Metal Injection Moulding (MIM) process
MIM process consists of several key stages, from the formulation of the raw material to the final sintering of the part. Let’s look at each of these stages in detail:
1. Mould design and manufacturing
This first stage is one of the most critical in the whole process. The design itself involves a number of considerations, from part geometry, tolerances and manufacturability to mechanical properties and functionality. A multitude of factors must be taken into account to avoid downstream defects, and a correction factor must be applied in the design and manufacture of the part, which is defined by the material to be used. Attention to detail is fundamental to the success of the process and the quality of the final parts.
2.Powder and Binder Mix Formulation
The next step in the MIM process is the selection of the base material. This material is obtained by creating a mixture of fine metal powder and a thermoplastic binder. Metal powder can consist of a variety of metals, such as stainless steel, titanium, copper, nickel, among others.

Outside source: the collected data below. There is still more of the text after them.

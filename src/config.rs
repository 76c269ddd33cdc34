//! Process configuration loaded from `ATELIER_*` environment variables.

use crate::release::adapters::{
    ConfigInjector, ContainerDeployer, DEFAULT_BASE_IMAGE, DEFAULT_DOCKER_PROGRAM,
    DEFAULT_GIT_PROGRAM, DEFAULT_NETWORK, DEFAULT_PUBLIC_BASE_URL, DEFAULT_RUNTIME_PACKAGE,
    DockerImageBuilder, RegistryPublisher, SourceRetriever,
};
use crate::release::domain::DEFAULT_IMAGE_PREFIX;
use crate::release::ports::{CommandRunner, RegistryKind};
use crate::release::services::{PipelineSettings, ReleaseToolchain};
use camino::Utf8PathBuf;
use serde::Deserialize;
use std::sync::Arc;
use std::time::Duration;

/// Environment variable prefix for every setting.
pub const ENV_PREFIX: &str = "ATELIER_";

/// Settings for the release pipeline and its adapters.
///
/// Each field maps to `ATELIER_<FIELD>`, for example `ATELIER_DATABASE_URL`
/// or `ATELIER_BUILD_TIMEOUT_SECS`. Only the database URL lacks a default.
#[derive(Debug, Clone, PartialEq, Eq, Deserialize)]
pub struct AtelierConfig {
    /// `PostgreSQL` connection string.
    #[serde(default)]
    pub database_url: Option<String>,
    /// Maximum pooled connections.
    #[serde(default = "default_pool_size")]
    pub pool_size: u32,
    /// Container network used when an agent names none.
    #[serde(default = "default_network")]
    pub docker_network: String,
    /// Base URL of the path-prefix router fronting local deployments.
    #[serde(default = "default_public_base_url")]
    pub public_base_url: String,
    /// Prefix of every image tag.
    #[serde(default = "default_image_prefix")]
    pub image_prefix: String,
    /// Registry images are published to.
    #[serde(default)]
    pub registry: RegistryKind,
    /// Parent directory of scratch workspaces.
    #[serde(default)]
    pub workspace_root: Option<Utf8PathBuf>,
    /// Base image of generated build descriptors.
    #[serde(default = "default_base_image")]
    pub base_image: String,
    /// Runtime package installed by generated build descriptors.
    #[serde(default = "default_runtime_package")]
    pub runtime_package: String,
    /// Container CLI.
    #[serde(default = "default_docker_bin")]
    pub docker_bin: String,
    /// Git CLI.
    #[serde(default = "default_git_bin")]
    pub git_bin: String,
    /// Source retrieval limit in seconds.
    #[serde(default = "default_retrieve_timeout")]
    pub retrieve_timeout_secs: u64,
    /// Image build limit in seconds.
    #[serde(default = "default_build_timeout")]
    pub build_timeout_secs: u64,
    /// Publish limit in seconds.
    #[serde(default = "default_publish_timeout")]
    pub publish_timeout_secs: u64,
    /// Deploy and teardown limit in seconds.
    #[serde(default = "default_deploy_timeout")]
    pub deploy_timeout_secs: u64,
    /// Wait for another pipeline on the same agent, in seconds.
    #[serde(default = "default_lock_timeout")]
    pub lock_timeout_secs: u64,
    /// Pipelines allowed to run at once.
    #[serde(default = "default_max_concurrent_pipelines")]
    pub max_concurrent_pipelines: usize,
}

const fn default_pool_size() -> u32 {
    8
}

fn default_network() -> String {
    DEFAULT_NETWORK.to_owned()
}

fn default_public_base_url() -> String {
    DEFAULT_PUBLIC_BASE_URL.to_owned()
}

fn default_image_prefix() -> String {
    DEFAULT_IMAGE_PREFIX.to_owned()
}

fn default_base_image() -> String {
    DEFAULT_BASE_IMAGE.to_owned()
}

fn default_runtime_package() -> String {
    DEFAULT_RUNTIME_PACKAGE.to_owned()
}

fn default_docker_bin() -> String {
    DEFAULT_DOCKER_PROGRAM.to_owned()
}

fn default_git_bin() -> String {
    DEFAULT_GIT_PROGRAM.to_owned()
}

const fn default_retrieve_timeout() -> u64 {
    300
}

const fn default_build_timeout() -> u64 {
    1800
}

const fn default_publish_timeout() -> u64 {
    600
}

const fn default_deploy_timeout() -> u64 {
    300
}

const fn default_lock_timeout() -> u64 {
    60
}

const fn default_max_concurrent_pipelines() -> usize {
    4
}

impl AtelierConfig {
    /// Reads the configuration from the process environment.
    ///
    /// # Errors
    ///
    /// Returns [`envy::Error`] when a variable is present but malformed.
    pub fn from_env() -> Result<Self, envy::Error> {
        envy::prefixed(ENV_PREFIX).from_env()
    }

    /// Reads the configuration from explicit key/value pairs.
    ///
    /// # Errors
    ///
    /// Returns [`envy::Error`] when a value is malformed.
    pub fn from_pairs<I>(pairs: I) -> Result<Self, envy::Error>
    where
        I: IntoIterator<Item = (String, String)>,
    {
        envy::prefixed(ENV_PREFIX).from_iter(pairs)
    }

    /// Returns pipeline limits and naming derived from this configuration.
    #[must_use]
    pub fn pipeline_settings(&self) -> PipelineSettings {
        PipelineSettings {
            image_prefix: self.image_prefix.clone(),
            workspace_root: self.workspace_root.clone(),
            retrieve_timeout: Duration::from_secs(self.retrieve_timeout_secs),
            build_timeout: Duration::from_secs(self.build_timeout_secs),
            publish_timeout: Duration::from_secs(self.publish_timeout_secs),
            deploy_timeout: Duration::from_secs(self.deploy_timeout_secs),
            lock_timeout: Duration::from_secs(self.lock_timeout_secs),
            max_concurrent_pipelines: self.max_concurrent_pipelines,
        }
    }

    /// Wires the production adapters around one command runner.
    #[must_use]
    pub fn toolchain<R: CommandRunner + 'static>(&self, runner: Arc<R>) -> ReleaseToolchain {
        let retriever =
            SourceRetriever::new(Arc::clone(&runner)).with_git_program(self.git_bin.as_str());
        let builder =
            DockerImageBuilder::new(Arc::clone(&runner)).with_program(self.docker_bin.as_str());
        let deployer = ContainerDeployer::new(runner)
            .with_program(self.docker_bin.as_str())
            .with_default_network(self.docker_network.as_str())
            .with_public_base_url(self.public_base_url.as_str());
        ReleaseToolchain {
            retriever: Arc::new(retriever),
            injector: ConfigInjector::new(self.base_image.as_str(), self.runtime_package.as_str()),
            builder: Arc::new(builder),
            publisher: Arc::new(RegistryPublisher::new(self.registry)),
            deployer: Arc::new(deployer),
        }
    }

    /// Returns the longest stage limit; spawned commands never outlive it.
    #[must_use]
    pub fn command_timeout(&self) -> Duration {
        let longest = [
            self.retrieve_timeout_secs,
            self.build_timeout_secs,
            self.publish_timeout_secs,
            self.deploy_timeout_secs,
        ]
        .into_iter()
        .max()
        .unwrap_or_else(default_build_timeout);
        Duration::from_secs(longest)
    }
}

impl Default for AtelierConfig {
    fn default() -> Self {
        Self {
            database_url: None,
            pool_size: default_pool_size(),
            docker_network: default_network(),
            public_base_url: default_public_base_url(),
            image_prefix: default_image_prefix(),
            registry: RegistryKind::default(),
            workspace_root: None,
            base_image: default_base_image(),
            runtime_package: default_runtime_package(),
            docker_bin: default_docker_bin(),
            git_bin: default_git_bin(),
            retrieve_timeout_secs: default_retrieve_timeout(),
            build_timeout_secs: default_build_timeout(),
            publish_timeout_secs: default_publish_timeout(),
            deploy_timeout_secs: default_deploy_timeout(),
            lock_timeout_secs: default_lock_timeout(),
            max_concurrent_pipelines: default_max_concurrent_pipelines(),
        }
    }
}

Binder is a material system with various components (polymers and other chemicals) that is used to bind the powder particles together and provide the necessary cohesion for the injection moulding process.
3. Mixing and Granulation
Once the powder and binder mixture has been formulated, it is mixed in a process similar to that used in the manufacture of plastics by extrusion. This mixture is granulated to create a uniform feed material that can be used in the injection molding process.
4. Injection Molding
The next step involves feeding the powder/binder mixture (feedstock) into an injection moulding machine, similar to those used in the manufacture of plastic parts. At this stage, feedstock is progressively heated in the screw so that, when it comes out of the nozzle, the binder is in a liquid state. The material as a whole (binder + metal powder), converted into a soft mass, allows it to be formed into the desired shape in a mould.
5. Debinding
Once the moulded part has been removed from the mould, it goes through a process to remove the binder. This process can be done in 3 different ways: catalytic removal (chemical reaction between an acidic agent and the main component of the binder system), solvent removal or purely thermal removal. Each of these types of removal requires specific equipment and is a highly specialised process. The end result of debinding is a “preform” of minimally cohesive metal powder to preserve the geometry of the component. .
6. Sintering
The resulting preform is then subjected to a sintering process, in which it is heated to a temperature high enough for the metal particles to join together, forming a solid, dense part. During this process, the part is reduced in size and densified.
7. Finishing
Finally, the sintered part can undergo additional finishing operations and acquire the desired final mechanical properties, such as heat treatment, grinding, polishing, coating or other surface treatments according to the specific requirements of the application.
MIM Applications
MIM has become a widely used manufacturing technique in a variety of industries due to its numerous advantages. Some of the most common applications of MIM include:
- Precision components for the automotive industry, such as gears, valves and fuel systems
- Electronic components, such as connectors, contacts and device housings
- Medical tools and equipment, such as surgical instruments and implantation devices
- Precision components for the aerospace industry, such as fuel valves and control systems
- Wear parts and cutting tools for industrial applications.
Conclusions
Metal Injection Moulding is a versatile and efficient manufacturing technique that has revolutionized the way high-precision and complex metal parts are produced. With its many advantages, such as the ability to produce parts with intricate shapes and tight tolerances, MIM continues to be an attractive option for a variety of industries, from automotive to medical. However, it is also important to consider its challenges and limitations, and to carefully evaluate whether it is the right manufacturing method for a specific project.
Ultimately, the success of Metal Injection Molding lies in finding the right balance between cost, quality and production efficiency.